WHAT TO DO:
Lines with "info": state how many there are in the records below, and nothing else.
============================================================
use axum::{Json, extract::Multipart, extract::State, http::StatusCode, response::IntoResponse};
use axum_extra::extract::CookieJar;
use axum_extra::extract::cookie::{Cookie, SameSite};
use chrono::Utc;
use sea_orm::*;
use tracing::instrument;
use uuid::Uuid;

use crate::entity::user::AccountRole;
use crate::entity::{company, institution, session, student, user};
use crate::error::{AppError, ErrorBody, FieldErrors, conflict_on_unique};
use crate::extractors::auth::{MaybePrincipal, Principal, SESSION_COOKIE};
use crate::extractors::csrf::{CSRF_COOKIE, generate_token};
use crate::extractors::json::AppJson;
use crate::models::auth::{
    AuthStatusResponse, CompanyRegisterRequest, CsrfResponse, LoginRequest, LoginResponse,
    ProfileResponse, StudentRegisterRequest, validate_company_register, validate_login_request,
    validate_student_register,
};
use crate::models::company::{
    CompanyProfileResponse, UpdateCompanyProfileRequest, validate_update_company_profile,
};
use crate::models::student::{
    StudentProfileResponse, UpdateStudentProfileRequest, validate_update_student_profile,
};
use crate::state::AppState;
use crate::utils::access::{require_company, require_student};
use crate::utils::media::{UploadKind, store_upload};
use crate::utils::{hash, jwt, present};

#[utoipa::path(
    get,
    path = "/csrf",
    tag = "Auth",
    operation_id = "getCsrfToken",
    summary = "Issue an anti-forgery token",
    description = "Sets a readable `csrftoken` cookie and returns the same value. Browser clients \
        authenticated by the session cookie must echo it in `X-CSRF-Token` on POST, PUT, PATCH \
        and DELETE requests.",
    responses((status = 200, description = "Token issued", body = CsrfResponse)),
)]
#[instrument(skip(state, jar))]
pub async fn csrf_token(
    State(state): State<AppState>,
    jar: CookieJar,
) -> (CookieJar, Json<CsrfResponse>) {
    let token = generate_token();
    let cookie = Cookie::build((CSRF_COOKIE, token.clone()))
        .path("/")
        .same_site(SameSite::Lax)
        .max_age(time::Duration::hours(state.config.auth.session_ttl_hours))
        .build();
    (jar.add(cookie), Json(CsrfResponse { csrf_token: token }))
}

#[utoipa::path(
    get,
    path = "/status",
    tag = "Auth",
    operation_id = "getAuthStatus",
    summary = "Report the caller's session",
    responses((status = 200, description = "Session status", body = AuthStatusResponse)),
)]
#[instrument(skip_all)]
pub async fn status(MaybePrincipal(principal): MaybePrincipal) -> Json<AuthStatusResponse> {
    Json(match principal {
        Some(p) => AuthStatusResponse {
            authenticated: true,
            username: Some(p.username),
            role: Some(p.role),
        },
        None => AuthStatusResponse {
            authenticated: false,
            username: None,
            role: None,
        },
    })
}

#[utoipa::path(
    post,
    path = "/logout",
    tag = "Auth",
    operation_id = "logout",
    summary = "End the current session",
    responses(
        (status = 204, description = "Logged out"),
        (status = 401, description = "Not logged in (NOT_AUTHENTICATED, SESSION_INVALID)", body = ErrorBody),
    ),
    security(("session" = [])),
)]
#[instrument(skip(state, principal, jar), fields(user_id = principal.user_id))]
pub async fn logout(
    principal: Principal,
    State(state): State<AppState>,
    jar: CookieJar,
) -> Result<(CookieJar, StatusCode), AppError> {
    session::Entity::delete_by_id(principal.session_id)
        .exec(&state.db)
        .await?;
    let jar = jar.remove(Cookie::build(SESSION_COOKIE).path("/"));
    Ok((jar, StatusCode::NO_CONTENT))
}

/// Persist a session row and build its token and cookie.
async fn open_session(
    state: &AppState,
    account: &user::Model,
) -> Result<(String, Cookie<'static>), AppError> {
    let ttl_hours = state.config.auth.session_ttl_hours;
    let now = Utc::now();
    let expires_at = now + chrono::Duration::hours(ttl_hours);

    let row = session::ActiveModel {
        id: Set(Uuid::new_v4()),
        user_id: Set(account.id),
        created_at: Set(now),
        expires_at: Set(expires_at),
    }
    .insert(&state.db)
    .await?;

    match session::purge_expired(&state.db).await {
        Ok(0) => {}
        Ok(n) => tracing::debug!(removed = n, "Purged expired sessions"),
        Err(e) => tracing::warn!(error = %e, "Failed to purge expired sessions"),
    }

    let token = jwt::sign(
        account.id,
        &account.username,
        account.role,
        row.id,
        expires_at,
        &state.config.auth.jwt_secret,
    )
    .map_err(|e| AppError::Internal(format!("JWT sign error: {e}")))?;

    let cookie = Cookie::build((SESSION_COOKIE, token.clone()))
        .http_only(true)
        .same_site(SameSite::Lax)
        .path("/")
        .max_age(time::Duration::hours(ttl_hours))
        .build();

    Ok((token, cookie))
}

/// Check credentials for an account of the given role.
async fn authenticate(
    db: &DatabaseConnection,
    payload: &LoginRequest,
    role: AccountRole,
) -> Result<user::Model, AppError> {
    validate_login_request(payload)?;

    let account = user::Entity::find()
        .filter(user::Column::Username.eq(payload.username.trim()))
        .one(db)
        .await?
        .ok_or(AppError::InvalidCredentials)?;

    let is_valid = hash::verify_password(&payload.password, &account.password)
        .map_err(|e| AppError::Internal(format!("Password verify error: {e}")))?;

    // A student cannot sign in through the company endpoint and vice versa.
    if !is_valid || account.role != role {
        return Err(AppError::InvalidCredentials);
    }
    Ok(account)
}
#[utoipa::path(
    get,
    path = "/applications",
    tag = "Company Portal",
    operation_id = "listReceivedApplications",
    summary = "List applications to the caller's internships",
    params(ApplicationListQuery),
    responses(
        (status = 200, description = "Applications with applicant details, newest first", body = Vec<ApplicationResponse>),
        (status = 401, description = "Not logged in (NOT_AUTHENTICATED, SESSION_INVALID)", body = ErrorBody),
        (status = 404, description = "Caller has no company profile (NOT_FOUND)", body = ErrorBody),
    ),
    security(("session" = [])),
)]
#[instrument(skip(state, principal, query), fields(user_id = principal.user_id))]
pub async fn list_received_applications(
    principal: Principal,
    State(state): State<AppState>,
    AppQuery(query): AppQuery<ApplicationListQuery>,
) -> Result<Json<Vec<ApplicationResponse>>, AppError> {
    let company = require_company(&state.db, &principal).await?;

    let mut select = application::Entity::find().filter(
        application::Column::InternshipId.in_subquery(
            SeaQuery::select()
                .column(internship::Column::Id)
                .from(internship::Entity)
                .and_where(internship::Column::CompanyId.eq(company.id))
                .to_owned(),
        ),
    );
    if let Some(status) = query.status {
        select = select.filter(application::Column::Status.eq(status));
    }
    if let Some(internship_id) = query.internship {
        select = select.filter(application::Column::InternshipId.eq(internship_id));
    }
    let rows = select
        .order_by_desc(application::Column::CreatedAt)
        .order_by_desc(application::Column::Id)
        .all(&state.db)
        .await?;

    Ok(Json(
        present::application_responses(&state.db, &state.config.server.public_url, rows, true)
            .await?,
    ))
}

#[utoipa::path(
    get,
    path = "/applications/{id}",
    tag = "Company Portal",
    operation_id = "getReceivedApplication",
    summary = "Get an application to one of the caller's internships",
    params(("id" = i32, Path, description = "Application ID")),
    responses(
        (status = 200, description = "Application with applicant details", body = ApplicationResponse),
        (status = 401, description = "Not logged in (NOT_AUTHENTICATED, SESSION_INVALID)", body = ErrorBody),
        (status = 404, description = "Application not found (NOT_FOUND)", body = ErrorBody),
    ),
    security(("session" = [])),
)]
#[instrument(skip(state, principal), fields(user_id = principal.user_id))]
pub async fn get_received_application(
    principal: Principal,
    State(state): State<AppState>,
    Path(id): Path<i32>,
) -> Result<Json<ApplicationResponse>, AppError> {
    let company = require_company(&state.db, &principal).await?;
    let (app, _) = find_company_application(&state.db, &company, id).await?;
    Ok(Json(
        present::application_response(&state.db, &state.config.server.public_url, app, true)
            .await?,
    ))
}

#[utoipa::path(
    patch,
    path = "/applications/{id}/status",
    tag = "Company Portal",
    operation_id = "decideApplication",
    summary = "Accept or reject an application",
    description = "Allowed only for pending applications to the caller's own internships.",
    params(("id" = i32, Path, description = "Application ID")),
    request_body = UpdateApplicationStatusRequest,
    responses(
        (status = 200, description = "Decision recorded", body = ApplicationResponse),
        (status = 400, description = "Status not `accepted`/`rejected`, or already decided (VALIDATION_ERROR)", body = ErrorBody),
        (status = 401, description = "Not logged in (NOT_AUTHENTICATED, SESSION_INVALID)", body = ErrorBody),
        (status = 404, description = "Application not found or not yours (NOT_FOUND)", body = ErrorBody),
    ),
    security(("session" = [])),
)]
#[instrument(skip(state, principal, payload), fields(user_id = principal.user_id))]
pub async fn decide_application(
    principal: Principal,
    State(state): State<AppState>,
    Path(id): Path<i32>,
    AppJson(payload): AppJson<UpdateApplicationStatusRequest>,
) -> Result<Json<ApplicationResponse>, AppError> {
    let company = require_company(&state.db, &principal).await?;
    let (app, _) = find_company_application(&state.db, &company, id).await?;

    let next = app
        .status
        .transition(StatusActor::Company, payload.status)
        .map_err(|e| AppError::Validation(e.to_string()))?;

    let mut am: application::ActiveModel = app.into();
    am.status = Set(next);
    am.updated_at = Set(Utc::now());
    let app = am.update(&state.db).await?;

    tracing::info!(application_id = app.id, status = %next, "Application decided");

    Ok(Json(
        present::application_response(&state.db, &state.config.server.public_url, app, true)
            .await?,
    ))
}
============================================================
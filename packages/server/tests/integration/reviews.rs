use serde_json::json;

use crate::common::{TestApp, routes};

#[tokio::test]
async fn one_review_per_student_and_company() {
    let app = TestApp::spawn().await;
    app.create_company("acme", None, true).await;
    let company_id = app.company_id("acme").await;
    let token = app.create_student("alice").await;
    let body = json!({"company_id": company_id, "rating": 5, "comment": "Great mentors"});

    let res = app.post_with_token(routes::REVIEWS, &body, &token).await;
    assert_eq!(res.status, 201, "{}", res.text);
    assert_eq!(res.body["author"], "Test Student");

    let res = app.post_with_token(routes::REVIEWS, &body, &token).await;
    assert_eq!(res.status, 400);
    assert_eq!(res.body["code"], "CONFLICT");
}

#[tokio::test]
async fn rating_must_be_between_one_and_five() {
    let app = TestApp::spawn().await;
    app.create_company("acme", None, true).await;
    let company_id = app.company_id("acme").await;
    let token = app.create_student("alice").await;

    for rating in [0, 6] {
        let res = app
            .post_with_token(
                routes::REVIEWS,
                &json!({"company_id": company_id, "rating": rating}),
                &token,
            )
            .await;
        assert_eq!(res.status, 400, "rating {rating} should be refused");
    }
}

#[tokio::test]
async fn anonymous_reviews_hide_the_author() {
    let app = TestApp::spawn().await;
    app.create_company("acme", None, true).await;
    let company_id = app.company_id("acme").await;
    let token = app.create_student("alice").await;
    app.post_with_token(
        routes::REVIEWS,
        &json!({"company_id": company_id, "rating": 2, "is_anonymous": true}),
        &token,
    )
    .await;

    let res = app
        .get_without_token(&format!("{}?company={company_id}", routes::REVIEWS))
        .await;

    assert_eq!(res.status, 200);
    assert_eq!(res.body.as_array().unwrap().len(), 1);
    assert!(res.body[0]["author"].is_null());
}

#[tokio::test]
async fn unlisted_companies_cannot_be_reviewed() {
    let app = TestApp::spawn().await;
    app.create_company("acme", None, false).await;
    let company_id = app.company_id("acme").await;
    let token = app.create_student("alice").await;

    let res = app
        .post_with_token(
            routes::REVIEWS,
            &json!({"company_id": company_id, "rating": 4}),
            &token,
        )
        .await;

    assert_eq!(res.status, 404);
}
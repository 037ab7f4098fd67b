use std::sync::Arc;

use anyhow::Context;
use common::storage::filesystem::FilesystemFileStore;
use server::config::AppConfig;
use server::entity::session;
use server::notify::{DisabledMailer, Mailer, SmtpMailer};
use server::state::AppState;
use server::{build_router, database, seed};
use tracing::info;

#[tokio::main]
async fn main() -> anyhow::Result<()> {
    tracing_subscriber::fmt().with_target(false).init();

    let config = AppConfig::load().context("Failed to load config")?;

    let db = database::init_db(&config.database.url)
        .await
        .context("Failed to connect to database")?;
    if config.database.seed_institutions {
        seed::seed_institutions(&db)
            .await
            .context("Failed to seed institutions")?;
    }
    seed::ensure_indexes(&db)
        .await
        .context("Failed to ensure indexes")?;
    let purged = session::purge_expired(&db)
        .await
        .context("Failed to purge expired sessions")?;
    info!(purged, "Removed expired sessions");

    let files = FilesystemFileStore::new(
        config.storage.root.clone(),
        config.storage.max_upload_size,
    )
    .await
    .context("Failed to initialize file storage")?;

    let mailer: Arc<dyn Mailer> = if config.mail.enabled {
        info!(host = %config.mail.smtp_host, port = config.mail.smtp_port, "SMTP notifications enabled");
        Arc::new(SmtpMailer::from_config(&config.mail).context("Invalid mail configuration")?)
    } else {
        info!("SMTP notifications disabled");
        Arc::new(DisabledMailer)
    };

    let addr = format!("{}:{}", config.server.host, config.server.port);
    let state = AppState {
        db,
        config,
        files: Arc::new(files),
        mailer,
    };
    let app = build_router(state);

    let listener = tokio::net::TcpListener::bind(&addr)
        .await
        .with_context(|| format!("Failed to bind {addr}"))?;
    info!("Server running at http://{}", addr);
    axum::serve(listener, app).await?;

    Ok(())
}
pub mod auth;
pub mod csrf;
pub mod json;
============================================================
WRITTEN ANSWER:
6